● Aim of the exercise: Identify every line in the records below that contains the word "mapped", and reproduce each one.

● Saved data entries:
==============================

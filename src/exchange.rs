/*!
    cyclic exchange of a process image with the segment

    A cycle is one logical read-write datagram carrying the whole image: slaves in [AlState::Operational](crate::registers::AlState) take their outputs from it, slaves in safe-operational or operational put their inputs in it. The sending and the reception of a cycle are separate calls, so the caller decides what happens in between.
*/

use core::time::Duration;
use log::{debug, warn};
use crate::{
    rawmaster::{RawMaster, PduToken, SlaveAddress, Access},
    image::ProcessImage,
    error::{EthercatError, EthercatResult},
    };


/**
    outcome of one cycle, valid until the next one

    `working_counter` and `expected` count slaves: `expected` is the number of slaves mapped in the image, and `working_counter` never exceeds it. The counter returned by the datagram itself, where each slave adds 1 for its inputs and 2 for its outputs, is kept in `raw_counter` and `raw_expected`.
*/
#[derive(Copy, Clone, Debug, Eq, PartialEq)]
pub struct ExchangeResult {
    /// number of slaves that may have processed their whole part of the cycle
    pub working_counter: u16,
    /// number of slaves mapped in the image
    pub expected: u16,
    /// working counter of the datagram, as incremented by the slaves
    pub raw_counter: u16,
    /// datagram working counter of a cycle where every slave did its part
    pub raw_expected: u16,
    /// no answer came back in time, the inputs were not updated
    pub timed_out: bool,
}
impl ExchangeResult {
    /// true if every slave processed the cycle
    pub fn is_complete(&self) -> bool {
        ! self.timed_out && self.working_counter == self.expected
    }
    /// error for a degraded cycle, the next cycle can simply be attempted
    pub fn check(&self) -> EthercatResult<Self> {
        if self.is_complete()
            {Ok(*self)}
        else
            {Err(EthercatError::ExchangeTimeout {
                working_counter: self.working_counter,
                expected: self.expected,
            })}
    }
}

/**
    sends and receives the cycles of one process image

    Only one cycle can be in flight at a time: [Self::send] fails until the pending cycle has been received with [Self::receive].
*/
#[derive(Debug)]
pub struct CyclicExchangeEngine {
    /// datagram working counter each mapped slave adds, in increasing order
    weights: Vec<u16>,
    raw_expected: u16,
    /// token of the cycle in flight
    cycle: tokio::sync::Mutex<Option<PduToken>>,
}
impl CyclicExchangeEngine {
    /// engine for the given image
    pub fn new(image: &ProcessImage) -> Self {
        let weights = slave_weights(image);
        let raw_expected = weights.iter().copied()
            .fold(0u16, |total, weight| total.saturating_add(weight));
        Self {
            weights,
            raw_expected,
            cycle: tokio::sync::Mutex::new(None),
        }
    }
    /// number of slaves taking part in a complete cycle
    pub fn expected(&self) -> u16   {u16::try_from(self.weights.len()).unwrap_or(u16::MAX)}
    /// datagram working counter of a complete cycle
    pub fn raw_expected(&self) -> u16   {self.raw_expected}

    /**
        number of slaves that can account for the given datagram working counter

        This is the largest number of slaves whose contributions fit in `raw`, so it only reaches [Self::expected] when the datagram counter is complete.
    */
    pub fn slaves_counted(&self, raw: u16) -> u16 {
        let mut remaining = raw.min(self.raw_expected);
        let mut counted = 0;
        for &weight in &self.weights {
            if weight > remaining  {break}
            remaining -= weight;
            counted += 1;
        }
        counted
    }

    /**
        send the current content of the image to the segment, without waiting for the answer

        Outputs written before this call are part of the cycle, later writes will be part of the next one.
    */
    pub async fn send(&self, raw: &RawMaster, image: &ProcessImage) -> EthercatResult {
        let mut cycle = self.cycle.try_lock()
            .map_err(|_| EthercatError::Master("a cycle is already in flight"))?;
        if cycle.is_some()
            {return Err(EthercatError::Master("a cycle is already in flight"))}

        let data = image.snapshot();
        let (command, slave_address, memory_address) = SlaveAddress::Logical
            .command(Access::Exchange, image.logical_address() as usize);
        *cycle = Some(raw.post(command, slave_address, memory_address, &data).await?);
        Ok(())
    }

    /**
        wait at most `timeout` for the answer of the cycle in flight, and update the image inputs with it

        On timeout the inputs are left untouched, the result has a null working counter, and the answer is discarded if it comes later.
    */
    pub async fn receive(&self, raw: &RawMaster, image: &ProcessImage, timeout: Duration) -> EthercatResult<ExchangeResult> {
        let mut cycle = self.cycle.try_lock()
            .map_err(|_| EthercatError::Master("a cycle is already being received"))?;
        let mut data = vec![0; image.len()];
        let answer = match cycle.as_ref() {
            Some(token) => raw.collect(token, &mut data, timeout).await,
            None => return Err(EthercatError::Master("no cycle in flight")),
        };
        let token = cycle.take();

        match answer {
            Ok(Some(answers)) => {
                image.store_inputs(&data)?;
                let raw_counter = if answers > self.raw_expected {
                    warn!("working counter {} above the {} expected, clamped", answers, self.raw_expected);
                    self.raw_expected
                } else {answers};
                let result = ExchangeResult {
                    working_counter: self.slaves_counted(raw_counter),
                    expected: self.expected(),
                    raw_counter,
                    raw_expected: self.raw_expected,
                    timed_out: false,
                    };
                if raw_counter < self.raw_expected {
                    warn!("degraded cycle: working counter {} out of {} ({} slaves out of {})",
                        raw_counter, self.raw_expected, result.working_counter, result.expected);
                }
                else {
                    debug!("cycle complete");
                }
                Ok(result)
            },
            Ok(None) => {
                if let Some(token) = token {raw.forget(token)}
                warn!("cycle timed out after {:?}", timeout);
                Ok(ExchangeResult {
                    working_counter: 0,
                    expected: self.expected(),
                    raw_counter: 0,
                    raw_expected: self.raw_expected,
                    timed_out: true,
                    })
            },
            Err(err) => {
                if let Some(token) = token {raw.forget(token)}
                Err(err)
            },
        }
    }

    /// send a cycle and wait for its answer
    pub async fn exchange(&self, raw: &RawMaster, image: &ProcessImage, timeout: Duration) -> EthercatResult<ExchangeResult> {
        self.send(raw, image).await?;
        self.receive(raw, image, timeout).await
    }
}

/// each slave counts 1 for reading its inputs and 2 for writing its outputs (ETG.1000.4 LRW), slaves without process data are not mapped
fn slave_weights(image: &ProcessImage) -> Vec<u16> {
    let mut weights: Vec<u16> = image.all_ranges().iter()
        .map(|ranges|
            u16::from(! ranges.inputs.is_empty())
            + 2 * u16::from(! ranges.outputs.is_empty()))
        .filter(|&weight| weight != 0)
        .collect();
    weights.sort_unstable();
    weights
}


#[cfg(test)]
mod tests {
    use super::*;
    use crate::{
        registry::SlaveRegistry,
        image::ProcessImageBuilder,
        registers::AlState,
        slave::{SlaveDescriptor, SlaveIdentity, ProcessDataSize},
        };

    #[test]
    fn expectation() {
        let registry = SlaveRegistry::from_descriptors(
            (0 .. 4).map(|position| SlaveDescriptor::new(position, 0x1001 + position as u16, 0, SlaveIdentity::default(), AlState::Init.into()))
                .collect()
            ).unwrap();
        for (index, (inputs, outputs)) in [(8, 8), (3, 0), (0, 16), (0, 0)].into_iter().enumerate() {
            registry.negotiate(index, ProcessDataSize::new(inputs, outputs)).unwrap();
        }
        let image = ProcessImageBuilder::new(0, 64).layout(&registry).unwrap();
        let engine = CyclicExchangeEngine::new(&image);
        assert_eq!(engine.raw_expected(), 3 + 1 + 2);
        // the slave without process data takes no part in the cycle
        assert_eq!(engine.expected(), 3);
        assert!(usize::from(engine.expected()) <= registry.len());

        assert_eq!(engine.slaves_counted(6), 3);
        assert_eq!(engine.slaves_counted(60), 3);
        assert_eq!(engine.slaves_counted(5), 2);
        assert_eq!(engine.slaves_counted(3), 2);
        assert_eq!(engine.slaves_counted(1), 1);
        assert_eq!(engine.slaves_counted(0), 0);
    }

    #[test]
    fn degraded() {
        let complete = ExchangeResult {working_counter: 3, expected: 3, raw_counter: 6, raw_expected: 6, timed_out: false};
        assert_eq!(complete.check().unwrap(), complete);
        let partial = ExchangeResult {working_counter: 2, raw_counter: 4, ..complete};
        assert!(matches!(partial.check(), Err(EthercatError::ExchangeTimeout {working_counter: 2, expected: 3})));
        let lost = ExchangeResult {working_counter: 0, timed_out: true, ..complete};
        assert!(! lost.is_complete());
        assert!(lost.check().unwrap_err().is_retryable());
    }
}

==============================

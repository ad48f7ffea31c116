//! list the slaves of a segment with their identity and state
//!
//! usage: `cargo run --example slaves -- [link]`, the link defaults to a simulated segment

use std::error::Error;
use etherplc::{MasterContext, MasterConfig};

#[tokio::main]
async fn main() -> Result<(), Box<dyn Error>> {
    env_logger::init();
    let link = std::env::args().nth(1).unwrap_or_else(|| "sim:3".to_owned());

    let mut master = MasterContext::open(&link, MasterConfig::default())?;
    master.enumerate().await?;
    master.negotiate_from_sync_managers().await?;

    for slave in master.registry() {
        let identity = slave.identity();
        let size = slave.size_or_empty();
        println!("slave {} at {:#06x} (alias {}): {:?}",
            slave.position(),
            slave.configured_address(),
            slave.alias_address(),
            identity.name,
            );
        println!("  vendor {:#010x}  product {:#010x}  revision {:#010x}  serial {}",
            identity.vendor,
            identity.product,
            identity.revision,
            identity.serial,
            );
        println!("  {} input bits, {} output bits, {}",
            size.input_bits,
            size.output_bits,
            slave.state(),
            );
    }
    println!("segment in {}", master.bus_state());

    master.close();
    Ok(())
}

==============================

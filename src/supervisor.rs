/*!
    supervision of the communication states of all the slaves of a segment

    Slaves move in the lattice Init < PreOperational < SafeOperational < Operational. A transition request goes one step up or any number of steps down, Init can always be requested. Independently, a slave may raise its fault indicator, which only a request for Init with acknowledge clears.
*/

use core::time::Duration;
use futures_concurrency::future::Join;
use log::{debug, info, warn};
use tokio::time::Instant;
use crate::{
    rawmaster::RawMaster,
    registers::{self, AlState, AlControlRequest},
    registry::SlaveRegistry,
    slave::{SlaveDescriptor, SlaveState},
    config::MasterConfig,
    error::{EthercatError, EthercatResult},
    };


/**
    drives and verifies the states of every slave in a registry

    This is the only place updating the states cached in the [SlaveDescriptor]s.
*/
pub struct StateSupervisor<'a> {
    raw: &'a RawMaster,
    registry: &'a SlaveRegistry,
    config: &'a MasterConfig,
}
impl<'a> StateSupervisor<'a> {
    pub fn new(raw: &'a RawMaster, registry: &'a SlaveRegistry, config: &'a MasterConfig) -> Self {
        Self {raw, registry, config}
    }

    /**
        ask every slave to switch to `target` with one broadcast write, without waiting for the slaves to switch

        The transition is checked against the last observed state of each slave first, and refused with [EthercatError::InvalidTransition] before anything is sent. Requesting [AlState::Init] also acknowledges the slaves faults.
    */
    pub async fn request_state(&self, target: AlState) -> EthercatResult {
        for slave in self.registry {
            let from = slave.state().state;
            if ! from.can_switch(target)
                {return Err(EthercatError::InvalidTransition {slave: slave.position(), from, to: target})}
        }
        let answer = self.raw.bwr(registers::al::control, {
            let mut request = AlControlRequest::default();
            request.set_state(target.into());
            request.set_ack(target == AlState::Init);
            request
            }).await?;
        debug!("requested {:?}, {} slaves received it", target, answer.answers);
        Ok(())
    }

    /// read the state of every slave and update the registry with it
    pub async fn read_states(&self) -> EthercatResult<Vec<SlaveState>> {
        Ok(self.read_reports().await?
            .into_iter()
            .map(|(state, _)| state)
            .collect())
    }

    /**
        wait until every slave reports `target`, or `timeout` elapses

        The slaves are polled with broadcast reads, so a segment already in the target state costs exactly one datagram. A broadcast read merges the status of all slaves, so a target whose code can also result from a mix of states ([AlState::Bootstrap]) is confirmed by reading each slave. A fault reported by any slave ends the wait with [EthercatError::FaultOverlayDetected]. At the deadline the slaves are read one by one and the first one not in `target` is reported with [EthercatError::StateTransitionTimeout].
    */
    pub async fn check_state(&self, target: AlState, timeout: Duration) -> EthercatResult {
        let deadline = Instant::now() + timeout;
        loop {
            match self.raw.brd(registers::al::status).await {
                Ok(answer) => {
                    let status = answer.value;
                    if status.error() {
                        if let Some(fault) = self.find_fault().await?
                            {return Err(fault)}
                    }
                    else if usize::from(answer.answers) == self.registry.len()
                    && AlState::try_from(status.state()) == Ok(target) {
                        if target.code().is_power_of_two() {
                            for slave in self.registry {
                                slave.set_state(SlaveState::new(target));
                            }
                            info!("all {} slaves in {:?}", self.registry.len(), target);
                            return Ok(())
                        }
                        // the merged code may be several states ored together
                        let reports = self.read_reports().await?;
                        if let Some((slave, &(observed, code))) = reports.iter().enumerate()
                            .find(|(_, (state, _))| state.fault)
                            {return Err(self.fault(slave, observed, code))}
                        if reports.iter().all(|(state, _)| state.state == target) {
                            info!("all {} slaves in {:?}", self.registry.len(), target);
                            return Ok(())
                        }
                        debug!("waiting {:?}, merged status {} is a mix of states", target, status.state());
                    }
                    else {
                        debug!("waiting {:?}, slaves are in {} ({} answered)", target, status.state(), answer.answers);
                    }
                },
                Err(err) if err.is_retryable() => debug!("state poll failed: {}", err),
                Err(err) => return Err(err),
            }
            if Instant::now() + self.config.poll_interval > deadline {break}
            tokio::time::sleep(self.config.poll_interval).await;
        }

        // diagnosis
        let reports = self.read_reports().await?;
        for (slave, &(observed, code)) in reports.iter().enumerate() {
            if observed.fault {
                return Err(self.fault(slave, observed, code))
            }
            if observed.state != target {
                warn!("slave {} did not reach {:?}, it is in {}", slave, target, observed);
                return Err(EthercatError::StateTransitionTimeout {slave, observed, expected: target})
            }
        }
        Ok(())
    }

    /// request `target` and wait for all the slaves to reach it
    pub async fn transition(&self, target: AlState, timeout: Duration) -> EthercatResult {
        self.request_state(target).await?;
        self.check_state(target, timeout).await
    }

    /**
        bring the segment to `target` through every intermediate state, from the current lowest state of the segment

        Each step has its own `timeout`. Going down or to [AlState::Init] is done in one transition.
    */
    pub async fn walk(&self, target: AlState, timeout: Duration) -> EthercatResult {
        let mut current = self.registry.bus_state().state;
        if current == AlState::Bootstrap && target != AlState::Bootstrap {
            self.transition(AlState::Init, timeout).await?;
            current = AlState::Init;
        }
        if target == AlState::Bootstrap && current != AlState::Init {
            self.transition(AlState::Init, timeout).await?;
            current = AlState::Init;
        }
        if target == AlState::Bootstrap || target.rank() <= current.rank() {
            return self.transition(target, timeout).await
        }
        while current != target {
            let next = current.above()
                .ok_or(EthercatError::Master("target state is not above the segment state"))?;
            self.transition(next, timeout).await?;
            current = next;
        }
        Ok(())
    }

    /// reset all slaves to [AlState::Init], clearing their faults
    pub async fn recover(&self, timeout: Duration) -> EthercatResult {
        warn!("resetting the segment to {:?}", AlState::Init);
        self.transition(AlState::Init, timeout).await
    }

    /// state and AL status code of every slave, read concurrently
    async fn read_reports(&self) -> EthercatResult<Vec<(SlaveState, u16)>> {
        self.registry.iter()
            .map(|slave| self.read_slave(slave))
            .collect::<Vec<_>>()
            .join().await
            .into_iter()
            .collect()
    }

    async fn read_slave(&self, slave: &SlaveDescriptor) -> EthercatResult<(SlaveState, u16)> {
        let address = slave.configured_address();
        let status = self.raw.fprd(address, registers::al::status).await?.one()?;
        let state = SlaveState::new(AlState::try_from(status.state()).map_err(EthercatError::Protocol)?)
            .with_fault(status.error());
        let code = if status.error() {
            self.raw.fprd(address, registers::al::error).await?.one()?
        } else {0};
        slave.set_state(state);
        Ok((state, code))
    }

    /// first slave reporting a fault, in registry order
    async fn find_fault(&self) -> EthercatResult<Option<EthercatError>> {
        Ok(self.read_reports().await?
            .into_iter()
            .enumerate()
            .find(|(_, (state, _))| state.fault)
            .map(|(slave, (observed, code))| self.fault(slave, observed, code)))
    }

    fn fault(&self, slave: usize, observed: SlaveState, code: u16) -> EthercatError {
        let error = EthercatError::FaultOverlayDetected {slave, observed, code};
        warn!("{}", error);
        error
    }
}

==============================

● Result below:
    `working_counter` and `expected` count slaves: `expected` is the number of slaves mapped in the image, and `working_counter` never exceeds it. The counter returned by the datagram itself, where each slave adds 1 for its inputs and 2 for its outputs, is kept in `raw_counter` and `raw_expected`.
    /// number of slaves mapped in the image
    /// datagram working counter each mapped slave adds, in increasing order
/// each slave counts 1 for reading its inputs and 2 for writing its outputs (ETG.1000.4 LRW), slaves without process data are not mapped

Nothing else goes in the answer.